Task prompt => Scan the lines below for "second" and copy the matches.

Data for the task =>
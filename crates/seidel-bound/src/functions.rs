use std::fmt;
use std::str::FromStr;

use thiserror::Error;

#[derive(Error, Debug, Clone, PartialEq, Eq)]
#[error("Unknown function: {0} (expected sigmoid, tanh or softplus)")]
pub struct UnknownFunction(pub String);

/// Scalar activation functions with known global derivative bounds
#[cfg_attr(feature = "serde", derive(serde::Serialize, serde::Deserialize))]
#[cfg_attr(feature = "serde", serde(rename_all = "lowercase"))]
#[derive(Debug, Clone, Copy, PartialEq, Eq)]
pub enum Activation {
    Sigmoid,
    Tanh,
    Softplus,
}

impl Activation {
    pub const ALL: [Activation; 3] = [Activation::Sigmoid, Activation::Tanh, Activation::Softplus];

    pub fn value(self, x: f64) -> f64 {
        match self {
            Activation::Sigmoid => sigmoid(x),
            Activation::Tanh => x.tanh(),
            // log(1 + e^x) without overflow for large x
            Activation::Softplus => x.max(0.0) + (-x.abs()).exp().ln_1p(),
        }
    }

    pub fn derivative(self, x: f64) -> f64 {
        match self {
            Activation::Sigmoid => {
                let s = sigmoid(x);
                s * (1.0 - s)
            }
            Activation::Tanh => 1.0 - x.tanh().powi(2),
            Activation::Softplus => sigmoid(x),
        }
    }

    /// Lipschitz constant of the function, `sup |f'|`
    pub fn lipschitz(self) -> f64 {
        match self {
            Activation::Sigmoid => 0.25,
            Activation::Tanh | Activation::Softplus => 1.0,
        }
    }

    /// Lipschitz constant of the derivative, `sup |f''|`
    pub fn smoothness(self) -> f64 {
        match self {
            Activation::Sigmoid => 1.0 / (6.0 * 3f64.sqrt()),
            Activation::Tanh => 4.0 / (3.0 * 3f64.sqrt()),
            Activation::Softplus => 0.25,
        }
    }

    pub fn name(self) -> &'static str {
        match self {
            Activation::Sigmoid => "sigmoid",
            Activation::Tanh => "tanh",
            Activation::Softplus => "softplus",
        }
    }
}

fn sigmoid(x: f64) -> f64 {
    if x >= 0.0 {
        1.0 / (1.0 + (-x).exp())
    } else {
        let e = x.exp();
        e / (1.0 + e)
    }
}

impl FromStr for Activation {
    type Err = UnknownFunction;

    fn from_str(s: &str) -> Result<Self, Self::Err> {
        Activation::ALL
            .into_iter()
            .find(|a| a.name().eq_ignore_ascii_case(s))
            .ok_or_else(|| UnknownFunction(s.to_string()))
    }
}

impl fmt::Display for Activation {
    fn fmt(&self, f: &mut fmt::Formatter<'_>) -> fmt::Result {
        f.write_str(self.name())
    }
}

#[cfg(test)]
mod tests {
    use super::*;
    use approx::assert_relative_eq;

    #[test]
    fn test_parse() {
        assert_eq!("tanh".parse(), Ok(Activation::Tanh));
        assert_eq!("Sigmoid".parse(), Ok(Activation::Sigmoid));
        assert_eq!(
            "relu".parse::<Activation>(),
            Err(UnknownFunction("relu".to_string()))
        );
    }

    #[test]
    fn test_derivative_matches_finite_differences() {
        let h = 1e-6;
        for activation in Activation::ALL {
            for x in [-4.0, -0.5, 0.0, 1.3, 30.0] {
                let numeric = (activation.value(x + h) - activation.value(x - h)) / (2.0 * h);
                assert_relative_eq!(activation.derivative(x), numeric, epsilon = 1e-6);
            }
        }
    }

    #[test]
    fn test_constants_bound_sampled_derivatives() {
        let h = 1e-4;
        for activation in Activation::ALL {
            for i in -400..=400 {
                let x = i as f64 * 0.02;
                let second = (activation.derivative(x + h) - activation.derivative(x - h)) / (2.0 * h);
                assert!(activation.derivative(x).abs() <= activation.lipschitz() + 1e-12);
                assert!(second.abs() <= activation.smoothness() + 1e-6);
            }
        }
    }

    #[test]
    fn test_softplus_is_stable() {
        assert_relative_eq!(Activation::Softplus.value(800.0), 800.0);
        assert_eq!(Activation::Softplus.value(-800.0), 0.0);
    }
}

Written solution =>
                let second = (activation.derivative(x + h) - activation.derivative(x - h)) / (2.0 * h);
                assert!(second.abs() <= activation.smoothness() + 1e-6);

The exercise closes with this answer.